Re: [PATCH v2 00/10] xfs: stable fixes for v4.19.y

Luis Chamberlain <mcgrof@xxxxxxxxxx> · Fri, 8 Feb 2019 12:06:40 -0800

On Fri, Feb 08, 2019 at 01:06:20AM -0500, Sasha Levin wrote:
> On Thu, Feb 07, 2019 at 08:54:54AM +1100, Dave Chinner wrote:
> > On Tue, Feb 05, 2019 at 11:05:59PM -0500, Sasha Levin wrote:
> > > On Wed, Feb 06, 2019 at 09:06:55AM +1100, Dave Chinner wrote:
> > > >On Mon, Feb 04, 2019 at 08:54:17AM -0800, Luis Chamberlain wrote:
> > > >>Kernel stable team,
> > > >>
> > > >>here is a v2 respin of my XFS stable patches for v4.19.y. The only
> > > >>change in this series is adding the upstream commit to the commit log,
> > > >>and I've now also Cc'd stable@xxxxxxxxxxxxxxx as well. No other issues
> > > >>were spotted or raised with this series.
> > > >>
> > > >>Reviews, questions, or rants are greatly appreciated.
> > > >
> > > >Test results?
> > > >
> > > >The set of changes look fine themselves, but as always, the proof is
> > > >in the testing...
> > > 
> > > Luis noted on v1 that it passes through his oscheck test suite, and I
> > > noted that I haven't seen any regression with the xfstests scripts I
> > > have.
> > > 
> > > What sort of data are you looking for beyond "we didn't see a
> > > regression"?
> > 
> > Nothing special, just a summary of what was tested so we have some
> > visibility of whether the testing covered the proposed changes
> > sufficiently.  i.e. something like:
> > 
> > 	Patchset was run through ltp and the fstests "auto" group
> > 	with the following configs:
> > 
> > 	- mkfs/mount defaults
> > 	- -m reflink=1,rmapbt=1
> > 	- -b size=1k
> > 	- -m crc=0
> > 	....
> > 
> > 	No new regressions were reported.
> > 
> > 
> > Really, all I'm looking for is a bit more context for the review
> > process - nobody remembers what configs other people test. However,
> > it's important in reviewing a backport to know whether a backport to
> > a fix, say, a bug in the rmap code actually got exercised by the
> > tests on an rmap enabled filesystem...
> 
> Sure! Below are the various configs this was run against.
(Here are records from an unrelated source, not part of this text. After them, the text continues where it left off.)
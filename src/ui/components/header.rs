use ratatui::{
    layout::{Constraint, Direction, Layout, Rect},
    prelude::*,
    style::{Modifier, Style},
    widgets::{Block, BorderType, Borders, Paragraph},
    Frame,
};

use crate::app::state::App;
use crate::cache::FetchSource;

pub fn render_header(frame: &mut Frame<'_>, area: Rect, app: &App) {
    let p = app.theme.palette();
    let block = Block::default()
        .borders(Borders::ALL)
        .border_type(BorderType::Rounded)
        .border_style(Style::default().fg(p.panel))
        .style(Style::default().bg(p.bg));
    let inner = block.inner(area);
    frame.render_widget(block, area);

    let halves = Layout::default()
        .direction(Direction::Horizontal)
        .constraints([Constraint::Percentage(50), Constraint::Percentage(50)])
        .split(inner);

    let mut title = vec![
        Span::styled(
            " AppLaunch ",
            Style::default().fg(p.primary).add_modifier(Modifier::BOLD),
        ),
        Span::styled(
            format!("on {}", app.platform.label()),
            Style::default().fg(p.muted),
        ),
    ];
    if app.catalog_source == Some(FetchSource::Cache) {
        title.push(Span::styled("  (offline copy)", Style::default().fg(p.warning)));
    }
    frame.render_widget(Paragraph::new(Line::from(title)), halves[0]);

    let user = match &app.session {
        Some(session) => Span::styled(
            format!("{} ", session.label()),
            Style::default().fg(p.text).add_modifier(Modifier::BOLD),
        ),
        None => Span::styled("Not signed in ", Style::default().fg(p.muted)),
    };
    frame.render_widget(
        Paragraph::new(Line::from(user)).alignment(Alignment::Right),
        halves[1],
    );
}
To be clear, that was Sasha's own effort. I just replied with my own
set of test and results against the baseline to confirm no regressions
were found.

My tests run on 8-core kvm vms with 8 GiB of RAM, and qcow2 images which
reside on an XFS partition mounted on nvme drives on the hypervisor, the
hypervisor runs CentOS 7, on 3.10.0-862.3.2.el7.x86_64.

For the guest I use different qcow2 images. One is 100 GiB and is used
to expose a disk to the guest so it can use it where to store the files
use dfor the SCRATCH_DEV_POOL. For the SCRATCH_DEV_POOL I use loopback devices,
using files created on the guest's own /media/truncated/ partition,
using the 100 GiB partition. I end up with 8 loopback devices to test
for then:

SCRATCH_DEV_POOL="/dev/loop5 /dev/loop6 /dev/loop6 /dev/loop7 /dev/loop8 /dev/loop9 /dev/loop10 /dev/loop11"

The loopback devices are setup using my oscheck's $(./gendisks.sh -d)
script.

Since Sasha seems to have a system rigged for testing XFS what I could
do is collaborate with Sasha to consolidate our sections for testing and
also have both of our systems run all tests to at least have two
different test systems confirming no regressions. That is, if Sasha
is up or that. Otherwise I'll continue with whatever rig I can get
my hands on each time I test.

I have an expunge list, and he has his own, we need to consolidate that
as well with time.

Since some tests have a failure rate which is not 1 -- ie, it doesn't
fail 100% of the time, I am considering adding a *spinner tester* for each
test which runs each test 1000 times and records when if first fails.
It assumes that if you can run a test 1000 times, we really don't have
it as an expunge. If there is a better term for failure rate let's use
it, just not familiar, but I'm sure this nomenclature must exist.

A curious thing I noted was that the ppc64le bug didn't actually fail
for me as a straight forward test. That is, I had to *first* manually
mkfs.xfs with the big block specification for the partition used for
TEST_DEV and then also the first device in SCRATCH_DEV_POOL with big
block. Only after I did this and then run the test did I get with 100%
failure rate the ability to trigger the failure.

It has me wondering how many other test may fail if we did the same.

  Luis